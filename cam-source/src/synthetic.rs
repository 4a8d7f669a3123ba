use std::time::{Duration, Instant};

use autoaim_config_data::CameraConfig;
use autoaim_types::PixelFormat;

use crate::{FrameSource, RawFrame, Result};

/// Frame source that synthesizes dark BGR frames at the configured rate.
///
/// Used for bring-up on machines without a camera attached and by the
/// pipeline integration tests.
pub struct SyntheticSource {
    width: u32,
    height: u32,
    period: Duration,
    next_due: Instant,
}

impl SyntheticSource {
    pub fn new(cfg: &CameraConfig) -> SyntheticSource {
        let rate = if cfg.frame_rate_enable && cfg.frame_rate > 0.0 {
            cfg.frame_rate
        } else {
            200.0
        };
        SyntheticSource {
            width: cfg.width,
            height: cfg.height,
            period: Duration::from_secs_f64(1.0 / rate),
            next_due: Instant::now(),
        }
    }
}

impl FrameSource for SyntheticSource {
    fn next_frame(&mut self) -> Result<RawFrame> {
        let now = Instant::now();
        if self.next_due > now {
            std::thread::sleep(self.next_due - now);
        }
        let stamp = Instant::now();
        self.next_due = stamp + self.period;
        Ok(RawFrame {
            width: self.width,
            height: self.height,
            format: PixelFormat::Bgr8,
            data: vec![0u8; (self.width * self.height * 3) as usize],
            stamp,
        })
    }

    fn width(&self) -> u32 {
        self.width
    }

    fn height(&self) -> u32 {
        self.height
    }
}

------------------------

● Exercise objective:
Print the line containing "let stamp = Instant::now();" and every line after it to the end of the records above, exactly as written, and nothing else.

● Completed exercise:
        let stamp = Instant::now();
        self.next_due = stamp + self.period;
        Ok(RawFrame {
            width: self.width,
            height: self.height,
            format: PixelFormat::Bgr8,
            data: vec![0u8; (self.width * self.height * 3) as usize],
            stamp,
        })
    }

    fn width(&self) -> u32 {
        self.width
    }

    fn height(&self) -> u32 {
        self.height
    }
}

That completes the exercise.